Exercise prompt
Keep only those lines of the records that include the string "pipeline".

Data for this exercise

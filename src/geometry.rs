//! Boxes in screenshot pixel coordinates and the arithmetic the detector needs on them.

use std::fmt::Display;

/// Axis-aligned rectangle; `x`/`y` is the top-left corner.
#[derive(Debug, Clone, Copy, PartialEq, Eq, Hash, Default)]
pub struct BoundingBox {
    pub x: u32,
    pub y: u32,
    pub width: u32,
    pub height: u32,
}

impl BoundingBox {
    pub fn new(x: u32, y: u32, width: u32, height: u32) -> Self {
        Self {
            x,
            y,
            width,
            height,
        }
    }

    /// Smallest box containing all of the given points, or `None` for no points
    pub fn enclosing(points: impl IntoIterator<Item = (u32, u32)>) -> Option<Self> {
        let mut iter = points.into_iter();
        let (x0, y0) = iter.next()?;
        let (mut min_x, mut min_y, mut max_x, mut max_y) = (x0, y0, x0, y0);
        for (x, y) in iter {
            min_x = min_x.min(x);
            min_y = min_y.min(y);
            max_x = max_x.max(x);
            max_y = max_y.max(y);
        }
        Some(Self::new(min_x, min_y, max_x - min_x + 1, max_y - min_y + 1))
    }

    pub fn area(&self) -> u64 {
        u64::from(self.width) * u64::from(self.height)
    }

    pub fn right(&self) -> u32 {
        self.x + self.width
    }

    pub fn bottom(&self) -> u32 {
        self.y + self.height
    }

    pub fn aspect_ratio(&self) -> f64 {
        f64::from(self.width) / f64::from(self.height)
    }

    pub fn is_square(&self) -> bool {
        self.width == self.height
    }

    pub fn intersection_area(&self, other: &BoundingBox) -> u64 {
        let left = self.x.max(other.x);
        let top = self.y.max(other.y);
        let right = self.right().min(other.right());
        let bottom = self.bottom().min(other.bottom());
        if right <= left || bottom <= top {
            return 0;
        }
        u64::from(right - left) * u64::from(bottom - top)
    }

    /// Intersection over union, in `0.0..=1.0`. Two empty boxes have an IoU of 0.
    pub fn iou(&self, other: &BoundingBox) -> f64 {
        let intersection = self.intersection_area(other);
        let union = self.area() + other.area() - intersection;
        if union == 0 {
            0.0
        } else {
            intersection as f64 / union as f64
        }
    }

    /// Expands the box into a square whose side is the longer of width and height,
    /// centered on this box's center. Returns signed coordinates since the square
    /// may stick out past the top or left edge of the image.
    pub fn centered_square(&self) -> SignedSquare {
        let side = self.width.max(self.height);
        let center_x2 = 2 * i64::from(self.x) + i64::from(self.width);
        let center_y2 = 2 * i64::from(self.y) + i64::from(self.height);
        SignedSquare {
            x: (center_x2 - i64::from(side)) / 2,
            y: (center_y2 - i64::from(side)) / 2,
            side,
        }
    }
}

impl Display for BoundingBox {
    fn fmt(&self, f: &mut std::fmt::Formatter<'_>) -> std::fmt::Result {
        // imagemagick geometry notation
        write!(f, "{}x{}+{}+{}", self.width, self.height, self.x, self.y)
    }
}

/// A square that is not yet clipped to the image.
#[derive(Debug, Clone, Copy, PartialEq, Eq)]
pub struct SignedSquare {
    pub x: i64,
    pub y: i64,
    pub side: u32,
}

impl SignedSquare {
    /// Grows the square by `margin` pixels on every side, saturating at `u32::MAX`
    pub fn padded(&self, margin: u32) -> SignedSquare {
        SignedSquare {
            x: self.x - i64::from(margin),
            y: self.y - i64::from(margin),
            side: self.side.saturating_add(margin.saturating_mul(2)),
        }
    }

    /// Share of the square's area that lies inside a `width` x `height` image
    pub fn inside_fraction(&self, width: u32, height: u32) -> f64 {
        if self.side == 0 {
            return 0.0;
        }
        let side = i64::from(self.side);
        let visible_w = (self.x + side).min(i64::from(width)) - self.x.max(0);
        let visible_h = (self.y + side).min(i64::from(height)) - self.y.max(0);
        if visible_w <= 0 || visible_h <= 0 {
            return 0.0;
        }
        (visible_w * visible_h) as f64 / (side * side) as f64
    }

    /// Slides the square inside the image without changing its shape.
    /// Only a square larger than the image itself is shrunk.
    pub fn shift_inside(&self, width: u32, height: u32) -> BoundingBox {
        let side = self.side.min(width).min(height);
        let max_x = i64::from(width - side);
        let max_y = i64::from(height - side);
        // re-center if we had to shrink
        let shrink = i64::from(self.side - side) / 2;
        let x = (self.x + shrink).clamp(0, max_x);
        let y = (self.y + shrink).clamp(0, max_y);
        BoundingBox::new(x as u32, y as u32, side, side)
    }
}

/// Which reference mask and output size an icon gets.
#[derive(strum::IntoStaticStr, strum::VariantArray, Debug, Clone, Copy, PartialEq, Eq, Hash)]
#[strum(serialize_all = "snake_case")]
pub enum SizeClass {
    Small,
    Large,
}

impl Display for SizeClass {
    fn fmt(&self, f: &mut std::fmt::Formatter<'_>) -> std::fmt::Result {
        let stringified: &'static str = self.into();
        f.write_str(stringified)
    }
}

/// Sorts boxes into reading order: rows from top to bottom, left to right within a row.
/// Two boxes share a row when the vertical distance between their centers
/// is less than half the height of the row's first box.
pub fn sort_reading_order<T>(items: &mut Vec<T>, bounds: impl Fn(&T) -> BoundingBox) {
    items.sort_by_key(|item| {
        let b = bounds(item);
        (2 * u64::from(b.y) + u64::from(b.height), b.x)
    });

    let mut sorted = Vec::with_capacity(items.len());
    let mut row: Vec<T> = Vec::new();
    let mut row_center2 = 0u64;
    let mut row_height = 0u64;
    for item in items.drain(..) {
        let b = bounds(&item);
        let center2 = 2 * u64::from(b.y) + u64::from(b.height);
        // both sides are doubled to stay in integers
        if !row.is_empty() && center2 - row_center2 >= row_height {
            row.sort_by_key(|item| bounds(item).x);
            sorted.append(&mut row);
        }
        if row.is_empty() {
            row_center2 = center2;
            row_height = u64::from(b.height);
        }
        row.push(item);
    }
    row.sort_by_key(|item| bounds(item).x);
    sorted.append(&mut row);
    *items = sorted;
}
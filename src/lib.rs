//! Cuts app icons out of phone home-screen screenshots.
//!
//! The work happens in three stages: [`detect`] finds icon-shaped regions,
//! [`extract`] cuts each one out with a reference [`mask`], and [`background`]
//! makes the leftover background transparent. [`pipeline`] ties them together and can
//! put the results on a new icon background with [`compose`].

#![forbid(unsafe_code)]

#[cfg(feature = "hardened_malloc")]
#[global_allocator]
static GLOBAL: mimalloc::MiMalloc = mimalloc::MiMalloc;

pub mod args;
pub mod background;
pub mod compose;
pub mod config;
pub mod decode;
pub mod detect;
pub mod encode;
pub mod error;
pub mod extract;
pub mod geometry;
pub mod help;
pub mod logger;
pub mod mask;
pub mod pipeline;
pub mod utils;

Task result
//! makes the leftover background transparent. [`pipeline`] ties them together and can
pub mod pipeline;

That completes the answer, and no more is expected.